[Stored records]
--
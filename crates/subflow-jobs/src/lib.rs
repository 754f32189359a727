//! Subflow-Jobs: Transcribe and Translate job input construction.
//!
//! Turns sparse [`JobOptions`] into a [`RunInput`] for the transcribe-translate
//! state machine:
//!
//! - **Options**: layered options, defaults and output location fallback
//! - **Naming**: media base names and sanitized transcription job names
//! - **Transcribe**: the transcription descriptor and its predicted output file
//! - **Translate**: one translation descriptor per target language
//! - **Languages**: `["all"]` expansion through a [`LanguageCatalog`]
//!
//! Nothing in this crate logs or performs I/O apart from the catalog lookup.
//!
//! # Examples
//!
//! ```
//! use subflow_jobs::{build_run_input_for_languages, JobOptions};
//!
//! let options = JobOptions {
//!     media_file_uri: Some("s3://in/video.mp4".into()),
//!     output_bucket_name: Some("out".into()),
//!     ..Default::default()
//! };
//! let run_input = build_run_input_for_languages(&options, &["fr".to_string()]).unwrap();
//! assert_eq!(run_input.transcribe.output_key, "video-auto/transcribed/video.json");
//! assert_eq!(run_input.translate.inputs.len(), 1);
//! ```

pub mod languages;
pub mod naming;
pub mod options;
pub mod run_input;
pub mod transcribe;
pub mod translate;

pub use languages::{expand_language_codes, LanguageCatalog, StaticLanguageCatalog};
pub use naming::{derive_base_name, determine_job_name, sanitize_job_name};
pub use options::{resolve_uri, JobOptions, UriField};
pub use run_input::{build_run_input, build_run_input_for_languages, RunInput};
pub use transcribe::{build_transcribe_descriptor, TranscribeJobDescriptor};
pub use translate::{build_translate_input, TranslateInput, TranslateJobDescriptor};
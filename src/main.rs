mod cli;

use subflow::{
    aws::{AwsContext, S3BlobStore, StepFunctionsOrchestrator, TranslateLanguageCatalog},
    catalog::CatalogClient,
    commands::{self, CreateOutcome, Submission, SyncRequest},
    config::{self, Config},
    event::{self, EventContext, StorageEvent},
    storage::DocumentReader,
};

use anyhow::{Context, Result};
use clap::Parser;
use cli::{Cli, Commands, CreateArgs};
use std::io::Read;
use std::path::Path;
use std::process::ExitCode;
use std::sync::Arc;

fn main() -> ExitCode {
    let cli = Cli::parse();

    // Respect RUST_LOG env var if set, otherwise use --verbose or --log-level
    let env_filter = std::env::var("RUST_LOG").unwrap_or_else(|_| {
        if cli.verbose {
            "subflow=debug,subflow_jobs=debug,subflow_common=debug,warn".to_string()
        } else {
            cli.log_level.as_filter().to_string()
        }
    });

    // stdout carries JSON output
    tracing_subscriber::fmt()
        .with_env_filter(&env_filter)
        .with_writer(std::io::stderr)
        .init();

    match run(cli) {
        Ok(()) => ExitCode::SUCCESS,
        Err(e) => {
            tracing::error!("{:#}", e);
            ExitCode::FAILURE
        }
    }
}

fn run(cli: Cli) -> Result<()> {
    match cli.command {
        Commands::Validate {
            config: config_path,
        } => {
            let path = config_path.or(cli.config);
            validate_config(path.as_deref())
        }
        command => {
            let config = config::load_config_or_default(cli.config.as_deref())?;
            let rt = tokio::runtime::Runtime::new()?;
            rt.block_on(dispatch(command, config))
        }
    }
}

async fn dispatch(command: Commands, config: Config) -> Result<()> {
    let aws = Arc::new(AwsContext::new());

    match command {
        Commands::Create(args) => create(&args, &config, aws).await,
        Commands::Describe {
            execution_arn,
            uris_only,
        } => {
            let orchestrator = StepFunctionsOrchestrator::new(aws);
            let rendered = commands::describe_run(&orchestrator, &execution_arn, uris_only)
                .await
                .with_context(|| format!("Failed to describe {}", execution_arn))?;
            println!("{}", rendered);
            Ok(())
        }
        Commands::Event {
            event,
            config_file_uri,
        } => handle_event(&event, config_file_uri, &config, aws).await,
        Commands::Sync {
            execution_arn,
            asset_id,
            storage_id,
            language,
            closed_captions,
        } => {
            let catalog_config = config
                .catalog
                .as_ref()
                .filter(|c| c.enabled)
                .context("sync requires an enabled [catalog] section in the config file")?;
            let catalog = CatalogClient::new(catalog_config);
            let orchestrator = StepFunctionsOrchestrator::new(aws);

            let request = SyncRequest {
                run_id: execution_arn,
                asset_id,
                storage_id,
                language,
                closed_captions,
            };
            let added = commands::sync_subtitles(&orchestrator, &catalog, &request).await?;
            println!("{}", serde_json::to_string_pretty(&added)?);
            Ok(())
        }
        Commands::Validate { .. } => unreachable!("validate runs without a runtime"),
    }
}

async fn create(args: &CreateArgs, config: &Config, aws: Arc<AwsContext>) -> Result<()> {
    let options = config.defaults.clone().layered(args.job_options());
    let submission = Submission {
        state_machine_arn: args
            .state_machine_arn
            .clone()
            .or_else(|| config.orchestrator.state_machine_arn.clone()),
        dry_run: args.dry_run,
    };

    let catalog = TranslateLanguageCatalog::new(aws.clone());
    let orchestrator = StepFunctionsOrchestrator::new(aws);

    match commands::build_and_submit(&options, &submission, &catalog, &orchestrator).await? {
        CreateOutcome::DryRun(run_input) => println!("{}", run_input.to_json_pretty()?),
        CreateOutcome::Started { run_id, .. } => println!("{}", run_id),
    }
    Ok(())
}

async fn handle_event(
    path: &Path,
    config_file_uri: Option<String>,
    config: &Config,
    aws: Arc<AwsContext>,
) -> Result<()> {
    let content = if path == Path::new("-") {
        let mut buf = String::new();
        std::io::stdin()
            .read_to_string(&mut buf)
            .context("Failed to read event from stdin")?;
        buf
    } else {
        std::fs::read_to_string(path)
            .with_context(|| format!("Failed to read event file: {:?}", path))?
    };
    let storage_event: StorageEvent =
        serde_json::from_str(&content).context("Failed to parse event")?;

    let documents = DocumentReader::new(Arc::new(S3BlobStore::new(aws.clone())));
    let catalog = TranslateLanguageCatalog::new(aws.clone());
    let orchestrator = StepFunctionsOrchestrator::new(aws);

    let ctx = EventContext {
        documents: &documents,
        config_file_uri,
        defaults: config.defaults.clone(),
        state_machine_arn: config.orchestrator.state_machine_arn.clone(),
        catalog: &catalog,
        orchestrator: &orchestrator,
    };
    let response = event::handle_event(&storage_event, &ctx).await?;
    println!("{}", serde_json::to_string(&response)?);
    Ok(())
}

fn validate_config(config_path: Option<&Path>) -> Result<()> {
    let config = config::load_config_or_default(config_path)?;

    println!("Configuration is valid.");
    match &config.orchestrator.state_machine_arn {
        Some(arn) => println!("  State machine: {}", arn),
        None => println!("  State machine: (not set, dry runs only)"),
    }
    match config.catalog.as_ref().filter(|c| c.enabled) {
        Some(catalog) => println!("  Catalog: {}", catalog.base_url),
        None => println!("  Catalog: disabled"),
    }
    if let Some(bucket) = &config.defaults.output_bucket_name {
        println!("  Default output bucket: {}", bucket);
    }
    Ok(())
}
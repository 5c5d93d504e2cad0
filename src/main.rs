/// MyWebLog logbook bridge: polls the club logbook and serves sensor readings
mod clients;
mod config;
mod coordinator;
mod domain;
mod errors;
mod flow;
mod handlers;
mod repo;
mod routes;
mod sensors;
mod services;
mod utils;

use crate::clients::MyWebLogClient;
use crate::config::AppConfig;
use crate::flow::{ConfigFlow, FlowManager};
use crate::handlers::AppState;
use crate::repo::EntryStore;
use crate::routes::build_router;
use crate::services::{CredentialValidator, Supervisor};
use std::sync::Arc;
use tracing::{error, info};
use tracing_subscriber::{EnvFilter, FmtSubscriber};

#[tokio::main]
async fn main() -> anyhow::Result<()> {
    // Initialize logging
    let subscriber = FmtSubscriber::builder()
        .with_env_filter(
            EnvFilter::try_from_default_env()
                .unwrap_or_else(|_| EnvFilter::new("myweblog_bridge=info")),
        )
        .finish();
    let _ = tracing::subscriber::set_global_default(subscriber);

    // Load configuration
    let config = AppConfig::from_env();
    info!("Configuration loaded successfully");
    if config.client.app_secret.is_empty() {
        info!("MYWEBLOG_APP_SECRET is not set, app token exchange will be sent without a secret");
    }

    // Configuration entry
    let store = Arc::new(EntryStore::open(&config.entry_path).await?);
    info!("Entry store at {}", store.path().display());

    // Remote client and services
    let connector = Arc::new(MyWebLogClient::new(&config.client)?);
    let validator = CredentialValidator::new(connector.clone(), config.client.app_secret.clone());
    let supervisor = Supervisor::new(
        Arc::clone(&store),
        connector,
        config.intervals,
        config.setup_retry,
    );
    let flows = Arc::new(FlowManager::new(ConfigFlow::new(
        validator,
        store,
        supervisor.reload_handle(),
    )));

    // Start background supervision
    let supervision = supervisor.start();
    info!(
        "Polling objects every {}s, bookings every {}s",
        config.intervals.objects.as_secs(),
        config.intervals.bookings.as_secs()
    );

    // Build router
    let app = build_router(AppState {
        supervisor: Arc::clone(&supervisor),
        flows,
    });

    // Start server
    let listener = tokio::net::TcpListener::bind(&config.bind_addr).await?;
    info!("myweblog_bridge listening on {}", config.bind_addr);

    axum::serve(listener, app.into_make_service())
        .with_graceful_shutdown(shutdown_signal())
        .await?;

    supervision.abort();
    supervisor.teardown().await;
    info!("Shut down");
    Ok(())
}

async fn shutdown_signal() {
    if let Err(e) = tokio::signal::ctrl_c().await {
        error!("Failed to listen for shutdown signal: {:?}", e);
        std::future::pending::<()>().await;
    }
}
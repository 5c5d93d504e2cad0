use crate::clients::{LogbookConnector, LogbookSession};
use crate::domain::{Credentials, TrackedAircraft};
use crate::errors::{ClientResult, ValidationError};
use crate::utils::{is_registration, s_pick};
use serde_json::Value;
use std::sync::Arc;
use tracing::{debug, info};

/// Result of a successful credential check
#[derive(Debug, Clone, PartialEq, Eq)]
pub struct Validated {
    pub airplanes: Vec<TrackedAircraft>,
    pub app_token: String,
}

/// Authenticates against the remote service and lists selectable aircraft
#[derive(Clone)]
pub struct CredentialValidator {
    connector: Arc<dyn LogbookConnector>,
    app_secret: String,
}

impl CredentialValidator {
    pub fn new(connector: Arc<dyn LogbookConnector>, app_secret: impl Into<String>) -> Self {
        Self {
            connector,
            app_secret: app_secret.into(),
        }
    }

    /// Exchange the app secret for a token and fetch the aircraft list.
    ///
    /// Remote failures are always reclassified as `InvalidAuth` or
    /// `CannotConnect`; the session is closed on every path.
    pub async fn validate(
        &self,
        username: &str,
        password: &str,
    ) -> Result<Validated, ValidationError> {
        let credentials = Credentials {
            username: username.to_string(),
            password: password.to_string(),
            app_token: None,
        };

        let mut session = self
            .connector
            .open(&credentials)
            .await
            .map_err(|e| ValidationError::from_remote(&e))?;
        let outcome = self.fetch(session.as_mut()).await;
        session.close().await;

        let (app_token, objects) = outcome.map_err(|e| ValidationError::from_remote(&e))?;
        let airplanes = selectable_aircraft(&objects);
        info!(
            "Validated credentials for {}: {} selectable aircraft",
            username,
            airplanes.len()
        );
        Ok(Validated {
            airplanes,
            app_token: app_token.unwrap_or_default(),
        })
    }

    async fn fetch(
        &self,
        session: &mut dyn LogbookSession,
    ) -> ClientResult<(Option<String>, Value)> {
        let app_token = session.obtain_app_token(&self.app_secret).await?;
        let objects = session.get_objects().await?;
        Ok((app_token, objects))
    }
}

/// Keep objects with a valid tail number and an id, in remote order
pub fn selectable_aircraft(objects: &Value) -> Vec<TrackedAircraft> {
    let Some(list) = objects.get("Object").and_then(Value::as_array) else {
        return Vec::new();
    };
    list.iter()
        .filter_map(|obj| {
            let regnr = obj.get("regnr").and_then(Value::as_str).unwrap_or_default();
            let id = s_pick(obj, &["ID"])?;
            if !is_registration(regnr) {
                debug!("Skipping object {} with registration {:?}", id, regnr);
                return None;
            }
            let model = obj.get("model").and_then(Value::as_str).unwrap_or_default();
            Some(TrackedAircraft {
                id,
                regnr: regnr.to_string(),
                title: format!("{} ({})", regnr, model),
            })
        })
        .collect()
}
impl ConfigFlow {
    pub fn new(validator: CredentialValidator, store: Arc<EntryStore>, reload: ReloadHandle) -> Self {
        Self {
            validator,
            store,
            reload,
        }
    }

    pub fn start_user(&self) -> Transition {
        Transition::stay(
            FlowState::AwaitingCredentials {
                purpose: CredentialsPurpose::Setup,
            },
            FlowResult::form(STEP_USER),
        )
    }

    pub async fn start_reauth(&self) -> Result<Transition, FlowError> {
        let entry = self
            .store
            .get()
            .await
            .ok_or(FlowError::NotConfigured("re-authenticate"))?;
        Ok(Transition::stay(
            FlowState::AwaitingCredentials {
                purpose: CredentialsPurpose::Reauth,
            },
            FlowResult::form(STEP_REAUTH).with_default("username", Value::from(entry.username)),
        ))
    }

    /// Open the options form, refreshing the selectable aircraft with the
    /// stored credentials and falling back to the stored list on failure
    pub async fn start_options(&self) -> Result<Transition, FlowError> {
        let entry = self
            .store
            .get()
            .await
            .ok_or(FlowError::NotConfigured("edit options"))?;

        let (selectable, app_token) = match self.validator.validate(&entry.username, &entry.password).await {
            Ok(Validated {
                airplanes,
                app_token,
            }) => (airplanes, Some(app_token)),
            Err(e) => {
                warn!("Could not refresh aircraft list, using stored selection: {}", e);
                (entry.airplanes.clone(), None)
            }
        };
        let current: Vec<String> = entry.airplanes.iter().map(|p| p.regnr.clone()).collect();

        let result = options_form(&selectable, &current);
        Ok(Transition::stay(
            FlowState::AwaitingOptionsSelection {
                selectable,
                app_token,
                current,
            },
            result,
        ))
    }

    pub async fn advance(&self, state: FlowState, input: FlowInput) -> Result<Transition, FlowError> {
        match (state, input) {
            (FlowState::AwaitingCredentials { purpose }, FlowInput::Credentials { username, password }) => {
                self.credentials_step(purpose, username, password).await
            }
            (
                FlowState::AwaitingAircraftSelection {
                    username,
                    password,
                    app_token,
                    airplanes,
                },
                FlowInput::Selection { airplanes: chosen },
            ) => {
                let selected = select(&airplanes, &chosen);
                let entry = EntryData {
                    username,
                    password,
                    app_token,
                    airplanes: selected,
                };
                let title = entry_title(&entry.username, entry.airplanes.len());
                if let Err(e) = self.store.replace(entry.clone()).await {
                    let result = FlowResult::form(STEP_SELECT_AIRPLANE)
                        .with_options(&airplanes)
                        .with_error(unexpected(e));
                    return Ok(Transition::stay(
                        FlowState::AwaitingAircraftSelection {
                            username: entry.username,
                            password: entry.password,
                            app_token: entry.app_token,
                            airplanes,
                        },
                        result,
                    ));
                }
                info!("Created entry {}", title);
                self.reload.request_reload();
                Ok(Transition::stay(
                    FlowState::Complete,
                    FlowResult::CreateEntry { title, data: entry },
                ))
            }
            (
                FlowState::AwaitingOptionsSelection {
                    selectable,
                    app_token,
                    current,
                },
                FlowInput::Selection { airplanes: chosen },
            ) => {
                let selected = select(&selectable, &chosen);
                if selected.is_empty() {
                    let result = options_form(&selectable, &current)
                        .with_error(codes::NO_AIRPLANES_SELECTED);
                    return Ok(Transition::stay(
                        FlowState::AwaitingOptionsSelection {
                            selectable,
                            app_token,
                            current,
                        },
                        result,
                    ));
                }

                let token = app_token.clone();
                let updated = match self
                    .store
                    .update(|entry| {
                        entry.airplanes = selected;
                        if let Some(token) = token {
                            entry.app_token = token;
                        }
                    })
                    .await
                {
                    Ok(updated) => updated,
                    Err(e) => {
                        let result = options_form(&selectable, &current).with_error(unexpected(e));
                        return Ok(Transition::stay(
                            FlowState::AwaitingOptionsSelection {
                                selectable,
                                app_token,
                                current,
                            },
                            result,
                        ));
                    }
                };
                info!(
                    "Updated options for {}: {} aircraft",
                    updated.username,
                    updated.airplanes.len()
                );
                self.reload.request_reload();
                Ok(Transition::stay(
                    FlowState::Complete,
                    FlowResult::CreateEntry {
                        title: updated.title(),
                        data: updated,
                    },
                ))
            }
            (state, _) => Err(FlowError::UnexpectedInput {
                step: step_of(&state),
            }),
        }
    }

    async fn credentials_step(
        &self,
        purpose: CredentialsPurpose,
        username: String,
        password: String,
    ) -> Result<Transition, FlowError> {
        let step_id = match purpose {
            CredentialsPurpose::Setup => STEP_USER,
            CredentialsPurpose::Reauth => STEP_REAUTH,
        };
        let state = FlowState::AwaitingCredentials { purpose };

        let validated = match self.validator.validate(&username, &password).await {
            Ok(validated) => validated,
            Err(e) => {
                if let ValidationError::Unknown(inner) = &e {
                    error!("Unexpected exception: {:?}", inner);
                } else {
                    warn!("Credential validation failed: {}", e);
                }
                let mut form = FlowResult::form(step_id).with_error(e.code());
                if purpose == CredentialsPurpose::Reauth {
                    form = form.with_default("username", Value::from(username));
                }
                return Ok(Transition::stay(state, form));
            }
        };

        match purpose {
            CredentialsPurpose::Setup => {
                let result = FlowResult::form(STEP_SELECT_AIRPLANE).with_options(&validated.airplanes);
                Ok(Transition::stay(
                    FlowState::AwaitingAircraftSelection {
                        username,
                        password,
                        app_token: validated.app_token,
                        airplanes: validated.airplanes,
                    },
                    result,
                ))
            }
            CredentialsPurpose::Reauth => {
                let shown = username.clone();
                let saved = self
                    .store
                    .update(|entry| {
                        entry.username = username;
                        entry.password = password;
                        entry.app_token = validated.app_token;
                    })
                    .await;
                if let Err(e) = saved {
                    let form = FlowResult::form(STEP_REAUTH)
                        .with_error(unexpected(e))
                        .with_default("username", Value::from(shown));
                    return Ok(Transition::stay(state, form));
                }
                self.reload.request_reload();
                Ok(Transition::stay(
                    FlowState::Aborted,
                    FlowResult::Abort {
                        reason: codes::REAUTH_SUCCESSFUL,
                    },
                ))
            }
        }
    }
}

/// Log a local failure in full and return the generic form error code
fn unexpected(err: StoreError) -> &'static str {
    let err = ValidationError::from(anyhow::Error::from(err));
    error!("Unexpected exception: {:?}", err);
    err.code()
}

fn options_form(selectable: &[TrackedAircraft], current: &[String]) -> FlowResult {
    let defaults: Vec<Value> = current
        .iter()
        .filter(|regnr| selectable.iter().any(|p| &p.regnr == *regnr))
        .map(|regnr| Value::from(regnr.clone()))
        .collect();
    FlowResult::form(STEP_OPTIONS)
        .with_options(selectable)
        .with_default("airplanes", Value::Array(defaults))
}

/// Aircraft whose registration was chosen, in the order they were offered
fn select(offered: &[TrackedAircraft], chosen: &[String]) -> Vec<TrackedAircraft> {
    let chosen: HashSet<&str> = chosen.iter().map(String::as_str).collect();
    offered
        .iter()
        .filter(|p| chosen.contains(p.regnr.as_str()))
        .cloned()
        .collect()
}

fn step_of(state: &FlowState) -> &'static str {
    match state {
        FlowState::AwaitingCredentials {
            purpose: CredentialsPurpose::Setup,
        } => STEP_USER,
        FlowState::AwaitingCredentials {
            purpose: CredentialsPurpose::Reauth,
        } => STEP_REAUTH,
        FlowState::AwaitingAircraftSelection { .. } => STEP_SELECT_AIRPLANE,
        FlowState::AwaitingOptionsSelection { .. } => STEP_OPTIONS,
        FlowState::Complete => "complete",
        FlowState::Aborted => "aborted",
    }
}

/// Flow started or advanced through the manager
#[derive(Debug, Clone, PartialEq, Serialize)]
pub struct FlowResponse {
    pub flow_id: u64,
    pub result: FlowResult,
}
--
> _What is needed_: Where in the records does the string "FlowManager" appear? Copy every line that has it.

> _Exercise response_:
use crate::flow::{ConfigFlow, FlowManager};
    let flows = Arc::new(FlowManager::new(ConfigFlow::new(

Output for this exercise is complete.